◆ WORK ITEM
Check every line of the entries that follow, and copy the ones containing "then".

◆ RECORDS FOR THIS EXERCISE
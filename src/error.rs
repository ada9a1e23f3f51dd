// Error taxonomy for the Core API
//
// Every failure carries the offending id (or key) so callers at the edge
// (CLI, HTTP handlers) can report it without re-querying.

use thiserror::Error as ThisError;

#[derive(Debug, ThisError)]
pub enum Error {
    /// Lookup failed: the id is unknown to the table or view that was queried.
    #[error("{label} '{id}' not found")]
    NotFound { label: String, id: String },

    /// A caller-supplied id collides with an existing row.
    #[error("entity '{id}' already exists")]
    DuplicateEntity { id: String },

    /// Integrity failure other than a duplicate key, e.g. a payload row whose
    /// entity registry row does not exist.
    #[error("constraint violation on {table} '{id}': {message}")]
    ConstraintViolation {
        table: String,
        id: String,
        message: String,
    },

    /// The caller required a change but supplied no field to update.
    #[error("update for '{id}' contains no fields")]
    MalformedUpdate { id: String },

    /// A query fragment or column key that could carry SQL text instead of a
    /// bound parameter.
    #[error("invalid query fragment for '{key}': {fragment:?}")]
    InvalidFragment { key: String, fragment: String },

    #[error("invalid input: {0}")]
    Validation(String),

    #[error("configuration error: {0}")]
    Config(String),

    #[error(transparent)]
    Database(#[from] rusqlite::Error),

    #[error(transparent)]
    Io(#[from] std::io::Error),

    #[error(transparent)]
    Csv(#[from] csv::Error),
}

impl Error {
    pub fn not_found(label: &str, id: &str) -> Self {
        Error::NotFound {
            label: label.to_string(),
            id: id.to_string(),
        }
    }

    /// True for failures caused by caller input rather than the database.
    pub fn is_client_error(&self) -> bool {
        matches!(
            self,
            Error::Validation(_)
                | Error::InvalidFragment { .. }
                | Error::MalformedUpdate { .. }
                | Error::ConstraintViolation { .. }
        )
    }
}

pub type Result<T> = std::result::Result<T, Error>;
impl<'c> TransactionStore<'c> {
    pub fn new(conn: &'c Connection, entity: EntityRegistry<'c>) -> Self {
        TransactionStore { conn, entity }
    }

    /// Fetch one transaction with its lifecycle metadata. Superseded
    /// transactions remain readable by id.
    pub fn get_by_id(&self, id: &str) -> Result<Transaction> {
        self.entity
            .get_from(id, "transactions_view", "Transaction", Transaction::from_row)
    }

    /// Insert the payload for an entity that already exists.
    pub fn create(&self, id: &str, tx: &NewTransaction) -> Result<()> {
        tx.validate()?;

        self.conn
            .execute(
                "INSERT INTO transactions
                 (id, amount, currency, transaction_date, description, account, category, author, notes, recurrence_id)
                 VALUES (?1, ?2, ?3, ?4, ?5, ?6, ?7, ?8, ?9, ?10)",
                params![
                    id,
                    tx.amount,
                    tx.currency,
                    temporal::to_datestring(tx.transaction_date),
                    tx.description,
                    tx.account,
                    tx.category,
                    tx.author,
                    tx.notes,
                    tx.recurrence_id,
                ],
            )
            .map_err(|e| map_insert_error(e, "transactions", id))?;

        debug!(transaction_id = %id, amount = tx.amount, "transaction payload inserted");
        Ok(())
    }

    /// Register a new entity and insert its payload as one unit.
    pub fn record(&self, tx: &NewTransaction) -> Result<String> {
        tx.validate()?;

        with_savepoint(self.conn, "transaction_record", || {
            let id = self.entity.create(TRANSACTIONS, None, None, None)?;
            self.create(&id, tx)?;
            Ok(id)
        })
    }

    /// Newest first. Superseded transactions are left out unless the filter
    /// asks for them.
    pub fn list(
        &self,
        filter: &TransactionFilter,
        limit: u32,
        offset: u32,
    ) -> Result<Vec<Transaction>> {
        let (mut clause, mut values) =
            query::build_where_clause(&filter.conditions(), FILTER_FRAGMENTS)?;
        if !filter.include_superseded {
            clause = query::and_literal(&clause, "e.superseded_by IS NULL");
        }

        let sql = format!(
            "SELECT t.*,
                    e.created_at, e.updated_at, e.superseded_by, e.superseded_at,
                    e.group_id, e.derived_from
             FROM transactions t
             JOIN entity e ON t.id = e.id
             WHERE {}
             ORDER BY t.transaction_date DESC, e.created_at DESC, t.rowid DESC
             LIMIT ? OFFSET ?",
            clause
        );
        values.push(Value::Integer(i64::from(limit)));
        values.push(Value::Integer(i64::from(offset)));

        let mut stmt = self.conn.prepare(&sql)?;
        let rows = stmt
            .query_map(params_from_iter(values.iter()), Transaction::from_row)?
            .collect::<rusqlite::Result<Vec<_>>>()?;

        debug!(count = rows.len(), limit, offset, "transactions listed");
        Ok(rows)
    }

    /// Apply a partial update. Returns `false` when the patch is empty (no
    /// statement is issued).
    pub fn update(&self, id: &str, patch: &TransactionPatch) -> Result<bool> {
        if patch.is_empty() {
            return Ok(false);
        }
        patch.validate()?;

        let (clause, mut values) = query::build_update_clause(&patch.assignments(), &["id"])?;
        let sql = format!("UPDATE transactions SET {} WHERE id = ?", clause);
        values.push(Value::Text(id.to_string()));

        with_savepoint(self.conn, "transaction_update", || {
            let changed = self.conn.execute(&sql, params_from_iter(values.iter()))?;
            if changed == 0 {
                return Err(Error::not_found("Transaction", id));
            }
            self.entity.update_timestamp(id)
        })?;

        debug!(transaction_id = %id, "transaction updated");
        Ok(true)
    }

    /// Soft delete: create a tombstone entity derived from `id` and supersede
    /// the transaction with it. Returns the tombstone id.
    ///
    /// Deleting an already-superseded transaction returns its existing
    /// replacement without writing.
    pub fn delete(&self, id: &str) -> Result<String> {
        let current = self.get_by_id(id)?;
        if let Some(existing) = current.lifecycle.superseded_by {
            return Ok(existing);
        }

        let tombstone = with_savepoint(self.conn, "transaction_delete", || {
            let tombstone = self.entity.create(TRANSACTIONS, None, None, Some(id))?;
            self.entity.supersede(id, &tombstone)?;
            Ok(tombstone)
        })?;

        info!(transaction_id = %id, tombstone = %tombstone, "transaction deleted");
        Ok(tombstone)
    }

    /// Distinct account labels, sorted. Includes labels only used by
    /// superseded transactions.
    pub fn accounts(&self) -> Result<Vec<String>> {
        self.labels("account")
    }

    /// Distinct category labels, sorted.
    pub fn categories(&self) -> Result<Vec<String>> {
        self.labels("category")
    }

    fn labels(&self, column: &str) -> Result<Vec<String>> {
        let sql = format!(
            "SELECT DISTINCT {0} FROM transactions WHERE {0} IS NOT NULL ORDER BY {0}",
            column
        );
        let mut stmt = self.conn.prepare(&sql)?;
        let labels = stmt
            .query_map([], |row| row.get(0))?
            .collect::<rusqlite::Result<Vec<String>>>()?;
        Ok(labels)
    }
}
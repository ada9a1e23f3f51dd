// Schema - DDL, idempotent initialization, forward-only migrations
//
// `_schema_metadata` is the "already initialized" marker. A fresh database
// gets the base schema and then walks the same migration list an existing
// database would, so both paths end at the same shape.

use rusqlite::{params, Connection, OptionalExtension};
use tracing::{debug, info};

use crate::db::with_savepoint;
use crate::error::Result;
use crate::temporal;

/// Version written by the base schema.
pub const BASE_SCHEMA_VERSION: &str = "20251223";

/// Version a fully migrated database reports.
pub const EXPECTED_SCHEMA_VERSION: &str = "20251229";

const BASE_SCHEMA: &str = "
CREATE TABLE IF NOT EXISTS _schema_metadata (
    key TEXT PRIMARY KEY,
    value TEXT NOT NULL,
    updated_at TEXT NOT NULL
);

-- Global registry: identity and lifecycle of every domain object
CREATE TABLE IF NOT EXISTS entity (
    id TEXT PRIMARY KEY,
    type TEXT NOT NULL,
    group_id TEXT,
    derived_from TEXT,
    created_at TEXT NOT NULL,
    updated_at TEXT NOT NULL,
    superseded_by TEXT,
    superseded_at TEXT
);

CREATE INDEX IF NOT EXISTS idx_entity_type ON entity(type);
CREATE INDEX IF NOT EXISTS idx_entity_superseded_by ON entity(superseded_by);
CREATE INDEX IF NOT EXISTS idx_entity_group_id ON entity(group_id);

-- Transaction payload, 1:1 with an entity row
CREATE TABLE IF NOT EXISTS transactions (
    id TEXT PRIMARY KEY REFERENCES entity(id),
    amount REAL NOT NULL,
    currency TEXT NOT NULL,
    transaction_date TEXT NOT NULL,
    description TEXT NOT NULL DEFAULT '',
    account TEXT NOT NULL,
    category TEXT,
    author TEXT NOT NULL DEFAULT 'system',
    notes TEXT
);

CREATE INDEX IF NOT EXISTS idx_transactions_date ON transactions(transaction_date);
CREATE INDEX IF NOT EXISTS idx_transactions_account ON transactions(account);
CREATE INDEX IF NOT EXISTS idx_transactions_category ON transactions(category);

CREATE VIEW IF NOT EXISTS transactions_view AS
SELECT t.*,
       e.created_at, e.updated_at, e.superseded_by, e.superseded_at,
       e.group_id, e.derived_from
FROM transactions t
JOIN entity e ON t.id = e.id;
";

/// Ordered list of `(version, sql)` steps applied to databases older than `version`.
const MIGRATIONS: &[(&str, &str)] = &[(
    "20251229",
    "
CREATE TABLE IF NOT EXISTS recurrences (
    id TEXT PRIMARY KEY REFERENCES entity(id),
    rrule TEXT NOT NULL,
    entities TEXT NOT NULL,
    valid_from TEXT NOT NULL,
    valid_until TEXT
);

CREATE INDEX IF NOT EXISTS idx_recurrences_valid_from ON recurrences(valid_from);

CREATE VIEW IF NOT EXISTS recurrences_view AS
SELECT r.*,
       e.created_at, e.updated_at, e.superseded_by, e.superseded_at,
       e.group_id, e.derived_from
FROM recurrences r
JOIN entity e ON r.id = e.id;

ALTER TABLE transactions ADD COLUMN recurrence_id TEXT REFERENCES entity(id);

DROP VIEW IF EXISTS transactions_view;
CREATE VIEW transactions_view AS
SELECT t.*,
       e.created_at, e.updated_at, e.superseded_by, e.superseded_at,
       e.group_id, e.derived_from
FROM transactions t
JOIN entity e ON t.id = e.id;
",
)];

/// Initialize the database if the marker table is missing, then migrate.
pub fn init(conn: &Connection) -> Result<()> {
    if !is_initialized(conn)? {
        apply_base_schema(conn)?;
        info!(version = BASE_SCHEMA_VERSION, "database schema created");
    }

    run_migrations(conn)
}

pub fn is_initialized(conn: &Connection) -> Result<bool> {
    let found: Option<String> = conn
        .query_row(
            "SELECT name FROM sqlite_master WHERE type = 'table' AND name = '_schema_metadata'",
            [],
            |row| row.get(0),
        )
        .optional()?;
    Ok(found.is_some())
}

pub(crate) fn apply_base_schema(conn: &Connection) -> Result<()> {
    with_savepoint(conn, "schema_base", || {
        conn.execute_batch(BASE_SCHEMA)?;
        set_version(conn, BASE_SCHEMA_VERSION)
    })
}

pub fn current_version(conn: &Connection) -> Result<Option<String>> {
    if !is_initialized(conn)? {
        return Ok(None);
    }

    let version = conn
        .query_row(
            "SELECT value FROM _schema_metadata WHERE key = 'version'",
            [],
            |row| row.get(0),
        )
        .optional()?;
    Ok(version)
}

/// Apply every migration newer than the stored version, in one savepoint.
///
/// A database reporting a version newer than any known migration is left
/// untouched.
pub fn run_migrations(conn: &Connection) -> Result<()> {
    let current = current_version(conn)?.unwrap_or_else(|| BASE_SCHEMA_VERSION.to_string());

    let pending: Vec<&(&str, &str)> = MIGRATIONS
        .iter()
        .filter(|(version, _)| *version > current.as_str())
        .collect();

    if pending.is_empty() {
        debug!(version = %current, "schema up to date");
        return Ok(());
    }

    with_savepoint(conn, "schema_migrate", || {
        for (version, sql) in &pending {
            conn.execute_batch(sql)?;
            set_version(conn, version)?;
            info!(from = %current, to = %version, "schema migrated");
        }
        Ok(())
    })
}

fn set_version(conn: &Connection, version: &str) -> Result<()> {
    conn.execute(
        "INSERT INTO _schema_metadata (key, value, updated_at) VALUES ('version', ?1, ?2)
         ON CONFLICT(key) DO UPDATE SET value = excluded.value, updated_at = excluded.updated_at",
        params![version, temporal::now()],
    )?;
    Ok(())
}
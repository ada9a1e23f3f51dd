// MemoGarden Core - Library
// Exposes all modules for use in the CLI, the API server, and tests

pub mod config;
pub mod db;
pub mod entities;
pub mod error;
pub mod import;
pub mod observability;
pub mod query;
pub mod schema;
pub mod session;
pub mod temporal;

// Re-export commonly used types
pub use config::Settings;
pub use db::{open_in_memory, Database};
pub use entities::{
    Entity, EntityRegistry, Lifecycle,
    NewRecurrence, Recurrence, RecurrenceFilter, RecurrencePatch, RecurrenceStore,
    NewTransaction, Transaction, TransactionFilter, TransactionPatch, TransactionStore,
    DEFAULT_LIST_LIMIT,
};
pub use error::{Error, Result};
pub use import::{import_transactions, load_csv, seed_transactions};
pub use session::{AtomicCore, Core};

/// Library version
pub const VERSION: &str = env!("CARGO_PKG_VERSION");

◆ EXERCISE RESULT
// gets the base schema and then walks the same migration list an existing
/// Initialize the database if the marker table is missing, then migrate.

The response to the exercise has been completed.